On Oct 3, 2:20*pm, Richard > wrote:
> Michelin is neutered Norweigan Forest cat mix who I adopted as a
> rescue when he was about 8 months. He is otherwise healthy, eats dry
> food, stays indoors and seems quite content. He is about 7 years old
> now.
>
> Four years ago, the vet said that his breed often lose all their teeth
> since their jawbone suffers from a blood borne disease that has no
> cure but is not contagious. He showed me a couple of broken teeth and
> redness at the gums. He removed four teeth.
>
> A year later, another vet tested him for Bartonella and he was
> positive and suggested two rounds of antibotics to "cure" the disease.
>
> A year and half later, a new vet who is doing his residency in dental
> but has practiced for many years, gave me the same news as the first
> vet. *He wants to do a dental xray then multiple extractions based on
> the xray. *He may have to remove all his teeth at the first surgery or
> over the course of the cat's life. *To remove all teeth, it is $2700.
>
> The shock of the cost made me consider some options:
> 1) Is a dental xray necessary? As 2 vets say it is uncurable and not
> preventable, the xray will only be predictive.

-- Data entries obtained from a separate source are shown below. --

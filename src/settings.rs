mod store;

pub use store::SettingsStore;

use serde::{Deserialize, Serialize};
use std::path::PathBuf;

/// Settings keys.
pub mod keys {
    /// Server base URL.
    pub const SERVER_URL: &str = "server_url";
    /// Username of the stored session.
    pub const USERNAME: &str = "username";
    /// Bearer token.
    pub const TOKEN: &str = "token";
    /// Server-side user ID.
    pub const USER_ID: &str = "user_id";
    /// Background auto-sync toggle.
    pub const AUTO_SYNC: &str = "auto_sync";
    /// Absolute path of the local library.
    pub const LIBRARY_DIR: &str = "library_dir";
    /// Serialized book index.
    pub const BOOK_INDEX: &str = "book_index";
    /// Device identifier sent with progress and login.
    pub const DEVICE_ID: &str = "device_id";
}

/// Credential issued by the server.
#[derive(Debug, Clone, PartialEq, Eq, Serialize, Deserialize)]
pub struct Session {
    /// Bearer token.
    pub token: String,
    /// User ID.
    pub user_id: String,
    /// Username.
    pub username: String,
}

/// Snapshot of the persisted settings (everything except the book index).
#[derive(Debug, Clone, Default, PartialEq, Eq)]
pub struct Settings {
    /// Server base URL.
    pub server_url: Option<String>,
    /// Username last used to log in (kept after logout).
    pub username: Option<String>,
    /// Bearer token.
    pub token: Option<String>,
    /// User ID.
    pub user_id: Option<String>,
    /// Whether the scheduler may run.
    pub auto_sync: bool,
    /// Local library root.
    pub library_dir: Option<PathBuf>,
    /// Stable device identifier.
    pub device_id: String,
}

impl Settings {
    /// Current session, if logged in.
    pub fn session(&self) -> Option<Session> {
        match (&self.token, &self.user_id, &self.username) {
            (Some(token), Some(user_id), Some(username)) => Some(Session {
                token: token.clone(),
                user_id: user_id.clone(),
                username: username.clone(),
            }),
            _ => None,
        }
    }

    /// Store a freshly issued session.
    pub fn set_session(&mut self, session: Session) {
        self.token = Some(session.token);
        self.user_id = Some(session.user_id);
        self.username = Some(session.username);
    }

    /// Drop the credential, keeping the username for the next login prompt.
    pub fn clear_session(&mut self) {
        self.token = None;
        self.user_id = None;
    }
}
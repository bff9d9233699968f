/// Bundle reconciliation.
pub mod bundle;
/// Engine context.
pub mod engine;
/// Host and connectivity interfaces.
pub mod host;
/// Library manifest reconciliation.
pub mod library;
/// Reading progress.
pub mod progress;
/// Periodic auto-sync.
pub mod scheduler;

pub use bundle::{BundleAction, BundleReport, BundleSyncer};
pub use engine::{OpenOutcome, SyncEngine};
pub use host::{
    AlwaysOnline, Connectivity, HeadlessHost, Host, ProgressChoice, TcpReachability,
};
pub use library::{LibraryReport, LibrarySyncer};
pub use progress::{ProgressDecision, ProgressRecord, ProgressSyncer, ReadingStatus};
pub use scheduler::{CycleOutcome, Scheduler};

> 2) Is it better to remove all the teeth at a cost of $2700 or just
> some as they go bad at $750-1250 a time (probably a minimum of each
> year dental work which always includes a full blood and urine panel,
> etc.)?
>
> A cat rescuer is helping me to see if in the Memphis TN area if there
> are less experienced but skilled vets who can do the surgery. *I don't
> believe a specialist is needed since extraction and regular dental
> surgery seems to be necessary.
>
> Have you experienced this situation with your cat?

Matthew[_3_]
October 3rd 08, 08:43 PM
you may want to check out any of the schools nearby such as the dental
school that taught the other vet. They might make the furball an example
case and do it for less


"Richard" > wrote in message
...
> Michelin is neutered Norweigan Forest cat mix who I adopted as a
> rescue when he was about 8 months. He is otherwise healthy, eats dry
> food, stays indoors and seems quite content. He is about 7 years old
> now.
>
> Four years ago, the vet said that his breed often lose all their teeth
> since their jawbone suffers from a blood borne disease that has no
> cure but is not contagious. He showed me a couple of broken teeth and
> redness at the gums. He removed four teeth.
>
> A year later, another vet tested him for Bartonella and he was
> positive and suggested two rounds of antibotics to "cure" the disease.
>
> A year and half later, a new vet who is doing his residency in dental
> but has practiced for many years, gave me the same news as the first
> vet. He wants to do a dental xray then multiple extractions based on
> the xray. He may have to remove all his teeth at the first surgery or
> over the course of the cat's life. To remove all teeth, it is $2700.
>
> The shock of the cost made me consider some options:
> 1) Is a dental xray necessary? As 2 vets say it is uncurable and not
> preventable, the xray will only be predictive.
> 2) Is it better to remove all the teeth at a cost of $2700 or just
> some as they go bad at $750-1250 a time (probably a minimum of each
> year dental work which always includes a full blood and urine panel,
> etc.)?
>
> A cat rescuer is helping me to see if in the Memphis TN area if there
> are less experienced but skilled vets who can do the surgery. I don't
> believe a specialist is needed since extraction and regular dental
> surgery seems to be necessary.
>
> Have you experienced this situation with your cat?